Mars 2020, un mois dont nous nous souviendrons sans doute longtemps comme celui qui nous aura plongé dans un état d’esprit, des situations auxquelles jamais nous n’avions été exposé…
On pourrait se sentir comme un funambule, qui n’a d’autres choix que de se rendre de l’autre côté de son câble, car il sait qu’il est plus simple d’avancer que de tenter une marche arrière. Et puis cette marche arrière n’existe pas de toute façon.
Le funambule est bien loin de moi et de vous aussi sans doute, mais de se sentir en équilibre dans une incertitude est pourtant une sensation que je peux ressentir.
En ces temps qui paraissent obscurs, ou nous ne savons pas comment nous allons faire la traversée tant dans les petits détails quotidiens que le temps que cela nous prendra, je pense à mes plongées sous terre, ces plongées qui me manquent tant aujourd’hui et qui pourtant pour un non plongeur spéléo peuvent être effrayantes.
Je suis dans une parfaite mise en abyme.
Chaque exploration dans le monde intérieur et obscur de la terre est une immersion complète sans compromis.

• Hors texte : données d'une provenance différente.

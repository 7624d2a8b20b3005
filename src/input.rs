//! Maps terminal events to game commands. A click anywhere on the surface
//! and the spacebar share the primary action; `r` is the dedicated restart
//! key so a restart never double-fires through the generic handler.

use crossterm::event::{Event, KeyCode, MouseEventKind};

#[derive(Clone, Copy, PartialEq, Eq, Debug)]
pub enum Command {
    /// Jump while running, start or restart otherwise.
    Primary,
    /// Force a fresh session from any state.
    Restart,
    Quit,
}

pub fn map_event(ev: &Event) -> Option<Command> {
    match ev {
        Event::Key(key) => match key.code {
            KeyCode::Char('q') | KeyCode::Esc => Some(Command::Quit),
            KeyCode::Char(' ') | KeyCode::Up | KeyCode::Enter => Some(Command::Primary),
            KeyCode::Char('r') => Some(Command::Restart),
            _ => None,
        },
        Event::Mouse(m) => match m.kind {
            MouseEventKind::Down(_) => Some(Command::Primary),
            _ => None,
        },
        _ => None,
    }
}

#[cfg(test)]
mod tests {
    use super::*;
    use crossterm::event::{KeyEvent, KeyModifiers, MouseButton, MouseEvent};

    fn key(code: KeyCode) -> Event {
        Event::Key(KeyEvent::new(code, KeyModifiers::NONE))
    }

    #[test]
    fn spacebar_is_the_primary_action() {
        assert_eq!(map_event(&key(KeyCode::Char(' '))), Some(Command::Primary));
        assert_eq!(map_event(&key(KeyCode::Up)), Some(Command::Primary));
        assert_eq!(map_event(&key(KeyCode::Enter)), Some(Command::Primary));
    }

    #[test]
    fn click_is_the_primary_action() {
        let click = Event::Mouse(MouseEvent {
            kind: MouseEventKind::Down(MouseButton::Left),
            column: 12,
            row: 4,
            modifiers: KeyModifiers::NONE,
        });
        assert_eq!(map_event(&click), Some(Command::Primary));

        let moved = Event::Mouse(MouseEvent {
            kind: MouseEventKind::Moved,
            column: 12,
            row: 4,
            modifiers: KeyModifiers::NONE,
        });
        assert_eq!(map_event(&moved), None);
    }

    #[test]
    fn restart_and_quit_keys() {
        assert_eq!(map_event(&key(KeyCode::Char('r'))), Some(Command::Restart));
        assert_eq!(map_event(&key(KeyCode::Char('q'))), Some(Command::Quit));
        assert_eq!(map_event(&key(KeyCode::Esc)), Some(Command::Quit));
    }

    #[test]
    fn unmapped_events_are_ignored() {
        assert_eq!(map_event(&key(KeyCode::Char('z'))), None);
        assert_eq!(map_event(&Event::Resize(80, 24)), None);
    }
}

Je sais que je vais m’exposer à un environnement que je ne connais pas, en même temps je peux m’imaginer ce à quoi je vais être confronté car j,ai déjà dans ma vie experimenté des situations similaires avec plus ou moins d’intensité.
Alors je me prépare. Je me renseigne au maximum auprès de sources surs, de ceux qui avant moi ont traversés ses espaces inconnus, auprès de ceux qui disposent de la connaissance et de l’expertise. Je prépare mes équipements, avec la redondance nécessaire, ni trop ni trop peu. Je pense et remets en question mes choix. Je vérifie que tout est en ordre, je fais mes check-lists. Je choisis aussi ceux qui plongeront avec moi et peut-être, j’irai seule, oui seule. Parfois vaut mieux être seule que mal accompagnée et certains espaces ne permettent pas à deux personnes de s’en sortir si cela tournait vraiment mal. Je redouble de prudence. Cette traversée, je dois la faire et je mets tout en place pour qu’au final elle se soit transformée en découvertes constructives, en accomplissement.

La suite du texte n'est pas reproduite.